▶ [What to work on] Whenever "names" appears in a line of the entries below, that line counts; give the total only.

▶ [Data]
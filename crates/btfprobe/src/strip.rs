//! Pruning a BTF universe down to what compiled probes actually touch.
//!
//! Planning collects, per underlying nominal type, the set of member names
//! that some resolved field chain walked, plus the probed functions and
//! their prototypes. Execution then narrows struct/union member lists to the
//! kept names and rewrites unplanned prototype parameter/return types to
//! `*void`, which preserves arity while shedding the types behind them.

use std::collections::{HashMap, HashSet};

use log::debug;

use crate::btf::{Btf, Kind, TypeId, TypeNode, VOID};
use crate::errors::Error;
use crate::fetch_arg::Wrap;
use crate::symbol::Symbol;

/// Per-type keep decisions, keyed by the underlying nominal type's identity.
///
/// An empty member name means "keep the type itself"; it never matches a
/// named member during execution.
#[derive(Debug, Default)]
pub(crate) struct KeepMap {
    entries: HashMap<TypeId, HashSet<String>>,
}

impl KeepMap {
    fn add_type(&mut self, btf: &Btf, id: TypeId) -> Result<(), Error> {
        self.add_type_member(btf, id, "")
    }

    fn add_type_member(&mut self, btf: &Btf, id: TypeId, member: &str) -> Result<(), Error> {
        let id = btf.underlying(id);

        // an enum-indexed array selector keeps the enum it names alive too
        if member.starts_with("enum:") && !matches!(btf.node(id), TypeNode::Enum { .. }) {
            let tokens: Vec<&str> = member.split(':').collect();
            if tokens.len() != 3 {
                return Err(Error::ArrayIndexInvalidField(member.to_string()));
            }
            let enum_id = btf.type_by_name(tokens[1], Kind::Enum)?;
            self.add_type_member(btf, enum_id, member)?;
        }

        self.entries.entry(id).or_default().insert(member.to_string());
        Ok(())
    }

    fn contains(&self, btf: &Btf, id: TypeId) -> bool {
        self.entries.contains_key(&btf.underlying(id))
    }

    fn members(&self, id: TypeId) -> Option<&HashSet<String>> {
        self.entries.get(&id)
    }

    /// Planned type identities in ascending order, for deterministic output.
    pub(crate) fn ids(&self) -> Vec<TypeId> {
        let mut ids: Vec<TypeId> = self.entries.keys().copied().collect();
        ids.sort();
        ids
    }
}

/// Collect every type and member the winning builders of `symbols` resolved.
pub(crate) fn plan(btf: &Btf, symbols: &[&Symbol]) -> Result<KeepMap, Error> {
    let mut keep = KeepMap::default();
    for symbol in symbols {
        for probe in symbol.probes() {
            for arg in probe.fetch_args() {
                if let Some(builder) = arg.successful_builder() {
                    let wrap = builder.wrap();
                    for (index, field) in builder.fields().iter().enumerate() {
                        // a wrapped first field is a synthetic frame, not a
                        // member of any universe type
                        if wrap != Wrap::None && index == 0 {
                            continue;
                        }
                        if let Some(parent) = field.parent_type {
                            keep.add_type_member(btf, parent, &field.name)?;
                        }
                        if let Some(target) = field.target_type {
                            keep.add_type(btf, target)?;
                        }
                    }
                }
                if let Some(func) = arg.btf_func() {
                    keep.add_type(btf, func)?;
                    if let TypeNode::Func { proto, .. } = btf.node(func) {
                        keep.add_type(btf, *proto)?;
                    }
                }
            }
        }
    }
    debug!("strip plan keeps {} types", keep.entries.len());
    Ok(keep)
}

/// Narrow the universe in place according to the plan.
pub(crate) fn execute(btf: &mut Btf, keep: &KeepMap) {
    let mut void_ptr: Option<TypeId> = None;

    for id in keep.ids() {
        match btf.node(id).kind() {
            Kind::Struct | Kind::Union => {
                let kept = match keep.members(id) {
                    Some(names) => names.clone(),
                    None => continue,
                };
                if let TypeNode::Struct { members, .. } | TypeNode::Union { members, .. } =
                    btf.node_mut(id)
                {
                    let before = members.len();
                    members.retain(|m| kept.contains(&m.name));
                    debug!(
                        "stripped type {}: kept {} of {} members",
                        id.0,
                        members.len(),
                        before
                    );
                }
            }
            Kind::FuncProto => {
                let (ret, param_types) = match btf.node(id) {
                    TypeNode::FuncProto { ret, params } => {
                        (*ret, params.iter().map(|p| p.type_id).collect::<Vec<_>>())
                    }
                    _ => continue,
                };
                let replace_ret = ret != VOID && !keep.contains(btf, ret);
                let replace: Vec<bool> = param_types
                    .iter()
                    .map(|t| !keep.contains(btf, *t))
                    .collect();
                if !replace_ret && !replace.iter().any(|r| *r) {
                    continue;
                }
                let vp =
                    *void_ptr.get_or_insert_with(|| btf.add(TypeNode::Pointer { target: VOID }));
                if let TypeNode::FuncProto { ret, params } = btf.node_mut(id) {
                    if replace_ret {
                        *ret = vp;
                    }
                    for (param, void_this) in params.iter_mut().zip(&replace) {
                        if *void_this {
                            param.type_id = vp;
                        }
                    }
                }
            }
            _ => {}
        }
    }
}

▶ [Response below] 4